The banjara women use this craft to create their own colourful blouses and skirts and to make the trousseaus for their daughters. While this piece is decorated with small mirrors, others use cowrie shells, beads as well as coins and tassels. This handicraft can now be seen in other household items like bed covers, cushion covers, wallets and bags. I feel privileged to own such a stunning piece of our heritage.
Saree #102: The Banarsi saree from my engagement
The administrator of a Facebook group has given the theme of ‘bridal sarees’ for the week. I see the hundreds of bride posts as I struggle to scroll through Facebook. And I clench my jaw tightly and tell myself: “You will not succumb to this temptation”. It is twenty one years since that fateful evening when I got married. And I have promised myself that I will not look at those ghastly pictures again. I am proud that I kept my promise to myself.
What is it about make-up artists in small towns that compel them to ruin the most important day of your life? I had just joined my first job, and was unlucky to be stuck with the worst possible head of department you can ever imagine. It was humiliation every day at work. And just my luck that my wedding was scheduled just four months later. As expected I was told that I would not get any leave, and the only way I could leave was by forfeiting my pay. Which I did. So when I reached home two days before my wedding, I knew nothing about what had been shopped for my wedding. My bags had been packed by my mom, the blouses stitched (all small for me, which I discovered only after I reached my sasural!), and I was forbidden from opening any packing and spoiling all her hard work.

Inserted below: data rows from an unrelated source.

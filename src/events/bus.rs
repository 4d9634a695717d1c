//! Publish/subscribe registry for [`Event`]s.
//!
//! The bus is owned by the process root; every service receives a cloned
//! handle at construction time and subscribes on start. Handlers are stored
//! per [`EventType`] and deduplicated by identity, so re-subscribing the same
//! handler instance is a no-op. `publish` snapshots the subscriber list under
//! a short lock and invokes handlers outside of it, so a handler may safely
//! subscribe or publish without deadlocking.

use std::collections::HashMap;
use std::panic::{AssertUnwindSafe, catch_unwind};
use std::sync::Arc;

use parking_lot::Mutex;
use tokio::sync::mpsc;
use tracing::{debug, error};

use super::{Event, EventKind, EventType};

/// A bus subscriber. Implementations must be cheap and non-blocking; anything
/// slow should forward into a channel and do the work elsewhere.
pub trait EventHandler: Send + Sync {
    fn handle(&self, event: &Event);
}

impl<F> EventHandler for F
where
    F: Fn(&Event) + Send + Sync,
{
    fn handle(&self, event: &Event) {
        self(event)
    }
}

#[derive(Default)]
struct Registry {
    subscribers: HashMap<EventType, Vec<Arc<dyn EventHandler>>>,
}

/// Cloneable handle to the shared event bus.
#[derive(Clone, Default)]
pub struct EventBus {
    registry: Arc<Mutex<Registry>>,
}

impl EventBus {
    pub fn new() -> Self {
        Self::default()
    }

    /// Subscribe `handler` to each of `types`. Duplicate registration of the
    /// same handler instance for the same type is idempotent.
    pub fn subscribe(&self, types: &[EventType], handler: Arc<dyn EventHandler>) {
        let mut registry = self.registry.lock();
        for ty in types {
            let handlers = registry.subscribers.entry(*ty).or_default();
            if !handlers.iter().any(|h| Arc::ptr_eq(h, &handler)) {
                handlers.push(Arc::clone(&handler));
            }
        }
    }

    /// Remove `handler` from every type it is registered for.
    pub fn unsubscribe(&self, handler: &Arc<dyn EventHandler>) {
        let mut registry = self.registry.lock();
        for handlers in registry.subscribers.values_mut() {
            handlers.retain(|h| !Arc::ptr_eq(h, handler));
        }
    }

    /// Subscribe via a channel: events of `types` are forwarded into the
    /// returned receiver. Sends to a dropped receiver are ignored.
    pub fn watch(&self, types: &[EventType]) -> mpsc::UnboundedReceiver<Event> {
        let (tx, rx) = mpsc::unbounded_channel();
        let handler: Arc<dyn EventHandler> = Arc::new(move |event: &Event| {
            let _ = tx.send(event.clone());
        });
        self.subscribe(types, handler);
        rx
    }

    /// Publish an event built from `sender` and `kind`.
    pub fn publish_from(&self, sender: &'static str, kind: EventKind) {
        self.publish(Event::new(sender, kind));
    }

    /// Publish an event to all subscribers of its type.
    ///
    /// A panicking handler is logged and skipped; it never propagates to the
    /// publisher.
    pub fn publish(&self, event: Event) {
        if !event.skip_logging {
            debug!(sender = event.sender, kind = ?event.kind, "bus event");
        }

        let snapshot: Vec<Arc<dyn EventHandler>> = {
            let registry = self.registry.lock();
            registry
                .subscribers
                .get(&event.kind.event_type())
                .cloned()
                .unwrap_or_default()
        };

        for handler in snapshot {
            if catch_unwind(AssertUnwindSafe(|| handler.handle(&event))).is_err() {
                error!(kind = ?event.kind, "event handler panicked; continuing");
            }
        }
    }

    /// Number of handlers currently registered for `ty`.
    pub fn subscriber_count(&self, ty: EventType) -> usize {
        self.registry
            .lock()
            .subscribers
            .get(&ty)
            .map_or(0, Vec::len)
    }
}
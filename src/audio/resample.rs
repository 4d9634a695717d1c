//! Sample-format and sample-rate conversions.
//!
//! Resampling is nearest-neighbour on purpose: it is allocation-light and
//! runs on every capture frame, the VAD is insensitive to the phase error,
//! and uplink frames are short enough that the distortion is inaudible.

/// Convert little-endian PCM16 bytes to samples. A trailing odd byte is
/// ignored.
pub fn pcm_to_samples(pcm: &[u8]) -> Vec<i16> {
    pcm.chunks_exact(2)
        .map(|chunk| i16::from_le_bytes([chunk[0], chunk[1]]))
        .collect()
}

/// Convert samples to little-endian PCM16 bytes.
pub fn samples_to_pcm(samples: &[i16]) -> Vec<u8> {
    let mut out = Vec::with_capacity(samples.len() * 2);
    for s in samples {
        out.extend_from_slice(&s.to_le_bytes());
    }
    out
}

/// Normalize a PCM16 sample into [-1.0, 1.0].
pub fn sample_to_f32(sample: i16) -> f32 {
    sample as f32 / 32768.0
}

/// Clamp and quantize a float sample back to PCM16.
pub fn f32_to_sample(value: f32) -> i16 {
    (value.clamp(-1.0, 1.0) * 32767.0) as i16
}

/// Normalize a whole frame into [-1.0, 1.0] floats.
pub fn frame_to_f32(frame: &[i16]) -> Vec<f32> {
    frame.iter().copied().map(sample_to_f32).collect()
}

/// Nearest-neighbour resample between arbitrary rates. Passes the input
/// through untouched when the rates match.
pub fn resample_nearest(samples: &[i16], from_hz: u32, to_hz: u32) -> Vec<i16> {
    if from_hz == to_hz || samples.is_empty() {
        return samples.to_vec();
    }

    let out_len = (samples.len() as u64 * to_hz as u64 / from_hz as u64) as usize;
    let mut out = Vec::with_capacity(out_len);
    for i in 0..out_len {
        let src = (i as u64 * from_hz as u64 + to_hz as u64 / 2) / to_hz as u64;
        let src = (src as usize).min(samples.len() - 1);
        out.push(samples[src]);
    }
    out
}

/// Peak amplitude of a frame (max absolute sample value).
pub fn peak_amplitude(frame: &[i16]) -> i32 {
    frame
        .iter()
        .map(|&s| (s as i32).abs())
        .max()
        .unwrap_or(0)
}

#[cfg(test)]
mod tests {
    use super::*;

    #[test]
    fn test_pcm_round_trip() {
        let samples = vec![0i16, 1, -1, i16::MAX, i16::MIN, 1234, -4321];
        let pcm = samples_to_pcm(&samples);
        assert_eq!(pcm.len(), samples.len() * 2);
        assert_eq!(pcm_to_samples(&pcm), samples);
    }

    #[test]
    fn test_pcm_to_samples_ignores_trailing_byte() {
        assert_eq!(pcm_to_samples(&[0x34, 0x12, 0xff]), vec![0x1234]);
    }

    #[test]
    fn test_float_normalization_range() {
        assert!((sample_to_f32(i16::MAX) - 1.0).abs() < 0.001);
        assert!((sample_to_f32(i16::MIN) + 1.0).abs() < 0.001);
        assert_eq!(sample_to_f32(0), 0.0);
        assert_eq!(f32_to_sample(2.0), i16::MAX - 0); // clamped
        assert_eq!(f32_to_sample(-2.0), -i16::MAX);
    }

    #[test]
    fn test_resample_passthrough_at_equal_rates() {
        let samples = vec![1i16, 2, 3, 4];
        assert_eq!(resample_nearest(&samples, 16_000, 16_000), samples);
    }

    #[test]
    fn test_upsample_16k_to_24k_length() {
        let frame = vec![7i16; 512];
        let up = resample_nearest(&frame, 16_000, 24_000);
        assert_eq!(up.len(), 768);
        assert!(up.iter().all(|&s| s == 7));
    }

    #[test]
    fn test_downsample_48k_to_16k_length() {
        let frame: Vec<i16> = (0..512).map(|i| i as i16).collect();
        let down = resample_nearest(&frame, 48_000, 16_000);
        assert_eq!(down.len(), 170);
        // Monotone input stays monotone under nearest-neighbour decimation.
        assert!(down.windows(2).all(|w| w[0] <= w[1]));
    }

    #[test]
    fn test_peak_amplitude() {
        assert_eq!(peak_amplitude(&[]), 0);
        assert_eq!(peak_amplitude(&[0, 5, -9, 3]), 9);
        assert_eq!(peak_amplitude(&[i16::MIN]), 32768);
    }
}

Come the D-day, and everybody I knew disappeared to take care of the guests. I was left at the mercy of two ladies from the beauty parlour, who started with saying everything I didn’t want to hear. I was told I had grey in my scalp, and laughed at saying: “Which bride has grey hair?!!”. Then there were nasty comments about everything possible about me — oily skin, nails not long enough, hair too thin, face too big. Did wonders for my self esteem, you bet! All my requests to keep the make-up minimum were ignored. When they finished, I could not recognize myself. Pancake and more had been sloppily whacked on my face! It was too late to do anything. As one of my friends would say as she flipped through the album later, I looked like Guddi Maruti. It is a comment stuck in my head and I refuse to look at the pictures again. If I had it my way, I would burn it right now.
The moment the Jaimala finished, I went to the sink and washed off my face. For the wedding, I chose to have nothing but compact, liner and lipstick on my face. Applied with my inexpertise. And so the photos were ordinary. But thankfully not weird like before. In any case, I wept and wept, so it would have washed out anyway. Arranged marriages are like that. The fear of marrying and spending your life with a stranger can be scary. You feel like backtracking every second minute.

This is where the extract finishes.